EXERCISE INPUT below:

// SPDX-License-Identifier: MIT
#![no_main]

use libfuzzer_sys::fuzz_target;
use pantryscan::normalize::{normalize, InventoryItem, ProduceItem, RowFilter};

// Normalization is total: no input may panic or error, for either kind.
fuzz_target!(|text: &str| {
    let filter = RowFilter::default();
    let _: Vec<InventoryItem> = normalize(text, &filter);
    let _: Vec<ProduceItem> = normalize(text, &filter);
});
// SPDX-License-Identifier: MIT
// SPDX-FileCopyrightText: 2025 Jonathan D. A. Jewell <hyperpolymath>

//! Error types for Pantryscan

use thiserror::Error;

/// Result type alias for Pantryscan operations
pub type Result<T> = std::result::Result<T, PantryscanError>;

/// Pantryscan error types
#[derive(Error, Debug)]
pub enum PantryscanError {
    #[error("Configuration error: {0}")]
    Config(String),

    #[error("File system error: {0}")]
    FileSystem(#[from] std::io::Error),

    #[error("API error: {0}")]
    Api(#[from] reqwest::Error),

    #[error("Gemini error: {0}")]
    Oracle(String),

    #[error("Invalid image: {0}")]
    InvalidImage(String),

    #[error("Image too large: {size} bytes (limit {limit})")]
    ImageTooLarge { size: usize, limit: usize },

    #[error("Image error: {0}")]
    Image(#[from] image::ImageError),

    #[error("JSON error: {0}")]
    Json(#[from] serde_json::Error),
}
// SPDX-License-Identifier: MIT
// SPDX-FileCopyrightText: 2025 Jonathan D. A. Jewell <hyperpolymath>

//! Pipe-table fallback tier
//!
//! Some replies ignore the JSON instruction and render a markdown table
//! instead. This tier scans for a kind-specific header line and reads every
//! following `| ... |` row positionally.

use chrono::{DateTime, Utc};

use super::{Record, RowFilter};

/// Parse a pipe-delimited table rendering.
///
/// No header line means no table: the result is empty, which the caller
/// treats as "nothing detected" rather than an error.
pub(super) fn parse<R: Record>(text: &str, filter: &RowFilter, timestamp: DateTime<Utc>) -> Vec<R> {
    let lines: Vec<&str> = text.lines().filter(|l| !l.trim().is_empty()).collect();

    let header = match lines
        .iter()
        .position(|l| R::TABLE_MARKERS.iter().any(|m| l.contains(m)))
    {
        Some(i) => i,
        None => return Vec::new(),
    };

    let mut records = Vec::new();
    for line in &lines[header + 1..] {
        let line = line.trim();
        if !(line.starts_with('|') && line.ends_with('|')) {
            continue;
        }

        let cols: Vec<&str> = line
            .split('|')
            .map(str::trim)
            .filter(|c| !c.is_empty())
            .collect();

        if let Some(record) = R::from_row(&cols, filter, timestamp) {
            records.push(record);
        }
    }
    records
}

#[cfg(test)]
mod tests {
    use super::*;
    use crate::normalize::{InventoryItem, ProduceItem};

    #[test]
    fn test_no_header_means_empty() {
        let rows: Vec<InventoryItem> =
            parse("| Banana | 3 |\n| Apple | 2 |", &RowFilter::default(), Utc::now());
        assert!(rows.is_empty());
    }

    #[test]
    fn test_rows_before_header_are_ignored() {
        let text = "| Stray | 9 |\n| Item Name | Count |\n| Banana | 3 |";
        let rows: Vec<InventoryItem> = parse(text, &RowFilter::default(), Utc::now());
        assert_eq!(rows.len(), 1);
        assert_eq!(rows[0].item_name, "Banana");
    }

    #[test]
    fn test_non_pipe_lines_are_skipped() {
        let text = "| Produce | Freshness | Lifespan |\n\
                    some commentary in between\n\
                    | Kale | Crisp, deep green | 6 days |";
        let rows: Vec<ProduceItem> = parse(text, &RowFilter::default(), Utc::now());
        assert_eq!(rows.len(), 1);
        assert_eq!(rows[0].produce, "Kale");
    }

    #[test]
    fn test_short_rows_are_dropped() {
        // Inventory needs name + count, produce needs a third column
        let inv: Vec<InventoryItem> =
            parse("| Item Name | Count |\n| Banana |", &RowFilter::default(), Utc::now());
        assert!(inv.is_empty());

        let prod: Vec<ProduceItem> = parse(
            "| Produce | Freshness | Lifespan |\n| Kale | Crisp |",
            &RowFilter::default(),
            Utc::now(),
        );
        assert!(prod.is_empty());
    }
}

End of EXERCISE INPUT.
EXERCISE INPUT below:

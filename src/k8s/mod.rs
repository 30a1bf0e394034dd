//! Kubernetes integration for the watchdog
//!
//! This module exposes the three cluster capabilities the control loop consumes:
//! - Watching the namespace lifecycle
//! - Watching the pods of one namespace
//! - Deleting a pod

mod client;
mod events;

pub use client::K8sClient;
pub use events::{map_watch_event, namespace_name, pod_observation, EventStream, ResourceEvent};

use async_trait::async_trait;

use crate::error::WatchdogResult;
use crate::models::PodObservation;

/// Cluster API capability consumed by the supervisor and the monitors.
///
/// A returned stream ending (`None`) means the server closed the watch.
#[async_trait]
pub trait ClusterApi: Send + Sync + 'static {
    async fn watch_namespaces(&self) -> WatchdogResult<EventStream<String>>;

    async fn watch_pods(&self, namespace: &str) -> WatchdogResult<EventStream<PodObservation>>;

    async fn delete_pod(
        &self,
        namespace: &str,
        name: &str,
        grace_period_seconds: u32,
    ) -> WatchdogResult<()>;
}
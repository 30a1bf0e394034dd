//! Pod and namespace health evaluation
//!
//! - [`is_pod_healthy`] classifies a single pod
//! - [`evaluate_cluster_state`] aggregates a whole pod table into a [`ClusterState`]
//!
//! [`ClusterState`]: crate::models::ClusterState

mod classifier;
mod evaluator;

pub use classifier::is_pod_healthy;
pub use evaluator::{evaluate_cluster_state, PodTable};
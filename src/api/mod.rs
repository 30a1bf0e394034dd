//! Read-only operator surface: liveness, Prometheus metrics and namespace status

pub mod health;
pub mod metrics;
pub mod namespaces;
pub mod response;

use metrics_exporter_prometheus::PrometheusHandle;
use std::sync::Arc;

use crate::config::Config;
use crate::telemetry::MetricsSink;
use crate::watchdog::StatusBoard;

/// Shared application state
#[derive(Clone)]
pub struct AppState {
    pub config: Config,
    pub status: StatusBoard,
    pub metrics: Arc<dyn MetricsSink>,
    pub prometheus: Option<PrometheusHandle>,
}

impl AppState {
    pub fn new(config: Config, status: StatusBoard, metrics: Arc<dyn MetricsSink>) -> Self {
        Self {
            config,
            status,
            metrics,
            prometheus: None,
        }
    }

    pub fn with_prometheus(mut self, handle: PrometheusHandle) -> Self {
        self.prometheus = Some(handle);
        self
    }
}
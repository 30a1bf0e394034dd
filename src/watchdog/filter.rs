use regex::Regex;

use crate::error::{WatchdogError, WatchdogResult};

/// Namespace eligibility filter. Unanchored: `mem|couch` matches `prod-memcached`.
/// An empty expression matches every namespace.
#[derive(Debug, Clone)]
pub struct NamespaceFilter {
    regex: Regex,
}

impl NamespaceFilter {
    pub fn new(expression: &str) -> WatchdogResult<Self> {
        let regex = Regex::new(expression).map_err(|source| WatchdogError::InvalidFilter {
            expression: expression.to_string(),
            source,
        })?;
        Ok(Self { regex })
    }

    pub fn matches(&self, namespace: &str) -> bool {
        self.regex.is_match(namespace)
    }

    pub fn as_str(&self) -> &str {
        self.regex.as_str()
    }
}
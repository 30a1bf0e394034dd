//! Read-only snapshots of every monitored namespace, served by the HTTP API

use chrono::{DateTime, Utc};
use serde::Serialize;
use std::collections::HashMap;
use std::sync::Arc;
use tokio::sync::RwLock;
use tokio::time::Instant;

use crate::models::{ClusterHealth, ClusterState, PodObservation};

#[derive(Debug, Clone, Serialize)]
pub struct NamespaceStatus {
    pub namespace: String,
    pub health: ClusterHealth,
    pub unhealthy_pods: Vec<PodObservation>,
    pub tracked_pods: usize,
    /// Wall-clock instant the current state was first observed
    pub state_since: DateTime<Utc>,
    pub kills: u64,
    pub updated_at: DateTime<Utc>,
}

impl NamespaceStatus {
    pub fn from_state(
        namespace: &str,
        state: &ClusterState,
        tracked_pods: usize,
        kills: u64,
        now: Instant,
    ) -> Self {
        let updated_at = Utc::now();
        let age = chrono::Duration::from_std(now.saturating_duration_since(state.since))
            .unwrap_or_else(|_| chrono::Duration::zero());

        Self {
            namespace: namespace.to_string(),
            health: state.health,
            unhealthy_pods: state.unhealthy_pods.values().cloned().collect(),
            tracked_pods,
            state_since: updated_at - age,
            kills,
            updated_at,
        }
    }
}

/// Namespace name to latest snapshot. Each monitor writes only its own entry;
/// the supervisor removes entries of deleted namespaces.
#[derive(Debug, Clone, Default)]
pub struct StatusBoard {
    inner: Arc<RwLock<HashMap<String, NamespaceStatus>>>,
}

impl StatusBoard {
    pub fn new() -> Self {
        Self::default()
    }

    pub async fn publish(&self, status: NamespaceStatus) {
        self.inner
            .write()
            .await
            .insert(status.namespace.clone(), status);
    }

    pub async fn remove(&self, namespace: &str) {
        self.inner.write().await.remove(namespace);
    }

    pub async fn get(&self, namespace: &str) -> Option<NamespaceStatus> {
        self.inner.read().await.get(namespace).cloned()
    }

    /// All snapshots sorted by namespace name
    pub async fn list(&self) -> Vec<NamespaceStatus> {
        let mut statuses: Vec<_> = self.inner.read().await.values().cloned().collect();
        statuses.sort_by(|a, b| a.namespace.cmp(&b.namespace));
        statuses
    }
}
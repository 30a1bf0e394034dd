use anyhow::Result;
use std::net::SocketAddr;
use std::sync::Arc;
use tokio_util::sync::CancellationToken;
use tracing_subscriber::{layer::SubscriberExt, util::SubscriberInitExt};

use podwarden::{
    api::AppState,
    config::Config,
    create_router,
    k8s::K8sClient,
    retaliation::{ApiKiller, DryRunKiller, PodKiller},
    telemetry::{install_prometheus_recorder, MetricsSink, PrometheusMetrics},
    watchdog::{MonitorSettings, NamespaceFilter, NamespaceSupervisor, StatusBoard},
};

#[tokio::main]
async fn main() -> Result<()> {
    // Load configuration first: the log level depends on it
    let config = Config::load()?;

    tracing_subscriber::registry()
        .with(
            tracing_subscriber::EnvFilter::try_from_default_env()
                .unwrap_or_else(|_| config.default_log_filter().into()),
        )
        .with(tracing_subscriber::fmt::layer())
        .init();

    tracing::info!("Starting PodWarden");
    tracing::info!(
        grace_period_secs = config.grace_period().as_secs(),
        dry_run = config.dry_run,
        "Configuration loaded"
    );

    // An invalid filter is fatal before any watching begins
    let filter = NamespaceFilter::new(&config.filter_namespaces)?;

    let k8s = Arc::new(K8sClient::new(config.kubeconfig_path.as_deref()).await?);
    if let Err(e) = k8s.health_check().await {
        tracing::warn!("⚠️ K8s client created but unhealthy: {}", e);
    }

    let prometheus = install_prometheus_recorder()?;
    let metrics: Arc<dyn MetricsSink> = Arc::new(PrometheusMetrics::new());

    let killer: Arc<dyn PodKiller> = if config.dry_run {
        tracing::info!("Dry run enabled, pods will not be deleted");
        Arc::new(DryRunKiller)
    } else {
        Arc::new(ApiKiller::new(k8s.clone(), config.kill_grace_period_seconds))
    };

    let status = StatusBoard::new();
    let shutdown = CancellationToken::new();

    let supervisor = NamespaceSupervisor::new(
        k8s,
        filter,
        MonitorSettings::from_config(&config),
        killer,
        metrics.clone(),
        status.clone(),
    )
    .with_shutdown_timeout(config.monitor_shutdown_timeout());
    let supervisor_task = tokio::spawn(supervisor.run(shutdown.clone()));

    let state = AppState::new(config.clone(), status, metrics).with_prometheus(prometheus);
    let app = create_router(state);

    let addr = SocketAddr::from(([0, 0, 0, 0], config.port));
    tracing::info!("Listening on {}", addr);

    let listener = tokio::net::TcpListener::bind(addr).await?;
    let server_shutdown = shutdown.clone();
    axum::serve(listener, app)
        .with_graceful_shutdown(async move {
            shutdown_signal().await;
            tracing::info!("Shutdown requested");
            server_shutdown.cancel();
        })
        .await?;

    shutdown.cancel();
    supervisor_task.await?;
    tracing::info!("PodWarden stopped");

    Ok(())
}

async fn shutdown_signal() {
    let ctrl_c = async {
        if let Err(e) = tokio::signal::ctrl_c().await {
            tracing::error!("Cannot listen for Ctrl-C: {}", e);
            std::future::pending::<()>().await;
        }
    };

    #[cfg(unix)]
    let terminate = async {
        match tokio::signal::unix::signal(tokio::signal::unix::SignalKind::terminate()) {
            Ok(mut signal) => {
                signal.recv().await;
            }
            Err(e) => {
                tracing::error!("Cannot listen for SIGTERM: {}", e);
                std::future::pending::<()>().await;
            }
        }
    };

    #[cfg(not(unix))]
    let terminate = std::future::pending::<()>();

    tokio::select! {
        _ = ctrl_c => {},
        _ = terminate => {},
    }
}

End of EXERCISE INPUT.
EXERCISE INPUT below:

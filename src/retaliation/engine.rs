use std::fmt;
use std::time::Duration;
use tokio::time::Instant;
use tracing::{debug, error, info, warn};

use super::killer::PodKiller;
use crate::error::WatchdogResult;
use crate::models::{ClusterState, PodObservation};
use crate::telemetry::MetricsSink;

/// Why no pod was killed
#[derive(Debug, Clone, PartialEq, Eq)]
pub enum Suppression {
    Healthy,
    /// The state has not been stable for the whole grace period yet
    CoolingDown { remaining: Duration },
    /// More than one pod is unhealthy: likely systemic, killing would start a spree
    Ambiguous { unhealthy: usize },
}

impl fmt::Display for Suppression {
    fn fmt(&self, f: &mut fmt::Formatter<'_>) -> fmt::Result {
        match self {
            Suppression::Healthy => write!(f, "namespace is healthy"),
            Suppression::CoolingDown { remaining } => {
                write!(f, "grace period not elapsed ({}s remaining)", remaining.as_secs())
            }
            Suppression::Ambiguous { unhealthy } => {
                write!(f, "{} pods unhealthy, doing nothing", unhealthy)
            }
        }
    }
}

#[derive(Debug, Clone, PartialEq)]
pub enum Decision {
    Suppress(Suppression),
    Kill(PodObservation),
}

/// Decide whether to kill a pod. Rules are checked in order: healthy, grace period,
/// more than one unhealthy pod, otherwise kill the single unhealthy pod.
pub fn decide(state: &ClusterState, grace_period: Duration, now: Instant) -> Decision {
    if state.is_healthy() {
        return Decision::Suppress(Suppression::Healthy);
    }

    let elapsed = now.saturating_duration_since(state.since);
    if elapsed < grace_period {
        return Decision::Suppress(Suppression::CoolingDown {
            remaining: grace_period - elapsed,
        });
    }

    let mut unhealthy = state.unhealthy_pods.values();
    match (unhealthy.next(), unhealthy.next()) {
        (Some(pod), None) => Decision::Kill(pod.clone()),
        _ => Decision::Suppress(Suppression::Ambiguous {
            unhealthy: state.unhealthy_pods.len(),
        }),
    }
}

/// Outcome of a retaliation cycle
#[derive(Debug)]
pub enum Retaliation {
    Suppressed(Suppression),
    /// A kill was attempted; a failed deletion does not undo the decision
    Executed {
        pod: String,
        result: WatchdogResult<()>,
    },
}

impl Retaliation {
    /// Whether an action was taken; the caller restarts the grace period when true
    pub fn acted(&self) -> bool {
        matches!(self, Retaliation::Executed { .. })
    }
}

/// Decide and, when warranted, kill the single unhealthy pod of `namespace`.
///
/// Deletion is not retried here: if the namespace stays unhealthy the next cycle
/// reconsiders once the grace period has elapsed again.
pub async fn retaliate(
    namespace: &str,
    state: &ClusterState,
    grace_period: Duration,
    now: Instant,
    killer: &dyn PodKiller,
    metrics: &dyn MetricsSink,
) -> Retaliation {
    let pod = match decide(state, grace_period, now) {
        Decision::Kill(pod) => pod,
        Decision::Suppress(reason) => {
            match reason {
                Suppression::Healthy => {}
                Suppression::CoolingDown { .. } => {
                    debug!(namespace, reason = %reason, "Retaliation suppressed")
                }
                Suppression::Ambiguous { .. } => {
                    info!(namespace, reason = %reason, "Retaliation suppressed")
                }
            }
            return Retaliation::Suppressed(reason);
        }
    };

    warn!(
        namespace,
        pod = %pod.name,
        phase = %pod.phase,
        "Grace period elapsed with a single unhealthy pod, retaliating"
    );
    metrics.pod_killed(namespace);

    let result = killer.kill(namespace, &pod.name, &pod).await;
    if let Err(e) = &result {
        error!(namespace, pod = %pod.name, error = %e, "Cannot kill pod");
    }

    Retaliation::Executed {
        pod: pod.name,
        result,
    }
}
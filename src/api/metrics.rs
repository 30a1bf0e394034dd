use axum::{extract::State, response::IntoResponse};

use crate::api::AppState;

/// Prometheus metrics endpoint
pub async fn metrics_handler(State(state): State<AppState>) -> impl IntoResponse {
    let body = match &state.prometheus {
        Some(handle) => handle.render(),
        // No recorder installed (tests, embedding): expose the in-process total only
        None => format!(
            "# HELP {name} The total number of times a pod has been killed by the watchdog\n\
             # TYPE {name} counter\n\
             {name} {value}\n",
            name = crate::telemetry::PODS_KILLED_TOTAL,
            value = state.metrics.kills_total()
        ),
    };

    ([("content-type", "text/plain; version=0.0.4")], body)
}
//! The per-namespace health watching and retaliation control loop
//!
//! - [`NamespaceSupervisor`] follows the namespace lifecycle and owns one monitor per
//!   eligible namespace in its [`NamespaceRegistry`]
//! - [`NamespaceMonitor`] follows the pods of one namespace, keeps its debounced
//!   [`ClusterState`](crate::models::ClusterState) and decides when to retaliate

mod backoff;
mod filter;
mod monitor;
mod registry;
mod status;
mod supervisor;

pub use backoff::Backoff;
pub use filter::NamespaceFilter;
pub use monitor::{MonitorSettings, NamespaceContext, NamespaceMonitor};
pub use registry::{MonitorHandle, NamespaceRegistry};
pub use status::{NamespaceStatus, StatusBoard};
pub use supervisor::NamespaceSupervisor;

End of EXERCISE INPUT.

## TASK INSTRUCTIONS
Of the lines above, extract only those from the line with "which the caller" to the line with "assert!(inv.is_empty());", both included, exactly as written.

## RESPONSE TO THIS TASK
/// No header line means no table: the result is empty, which the caller
/// treats as "nothing detected" rather than an error.
pub(super) fn parse<R: Record>(text: &str, filter: &RowFilter, timestamp: DateTime<Utc>) -> Vec<R> {
    let lines: Vec<&str> = text.lines().filter(|l| !l.trim().is_empty()).collect();

    let header = match lines
        .iter()
        .position(|l| R::TABLE_MARKERS.iter().any(|m| l.contains(m)))
    {
        Some(i) => i,
        None => return Vec::new(),
    };

    let mut records = Vec::new();
    for line in &lines[header + 1..] {
        let line = line.trim();
        if !(line.starts_with('|') && line.ends_with('|')) {
            continue;
        }

        let cols: Vec<&str> = line
            .split('|')
            .map(str::trim)
            .filter(|c| !c.is_empty())
            .collect();

        if let Some(record) = R::from_row(&cols, filter, timestamp) {
            records.push(record);
        }
    }
    records
}

#[cfg(test)]
mod tests {
    use super::*;
    use crate::normalize::{InventoryItem, ProduceItem};

    #[test]
    fn test_no_header_means_empty() {
        let rows: Vec<InventoryItem> =
            parse("| Banana | 3 |\n| Apple | 2 |", &RowFilter::default(), Utc::now());
        assert!(rows.is_empty());
    }

    #[test]
    fn test_rows_before_header_are_ignored() {
        let text = "| Stray | 9 |\n| Item Name | Count |\n| Banana | 3 |";
        let rows: Vec<InventoryItem> = parse(text, &RowFilter::default(), Utc::now());
        assert_eq!(rows.len(), 1);
        assert_eq!(rows[0].item_name, "Banana");
    }

    #[test]
    fn test_non_pipe_lines_are_skipped() {
        let text = "| Produce | Freshness | Lifespan |\n\
                    some commentary in between\n\
                    | Kale | Crisp, deep green | 6 days |";
        let rows: Vec<ProduceItem> = parse(text, &RowFilter::default(), Utc::now());
        assert_eq!(rows.len(), 1);
        assert_eq!(rows[0].produce, "Kale");
    }

    #[test]
    fn test_short_rows_are_dropped() {
        // Inventory needs name + count, produce needs a third column
        let inv: Vec<InventoryItem> =
            parse("| Item Name | Count |\n| Banana |", &RowFilter::default(), Utc::now());
        assert!(inv.is_empty());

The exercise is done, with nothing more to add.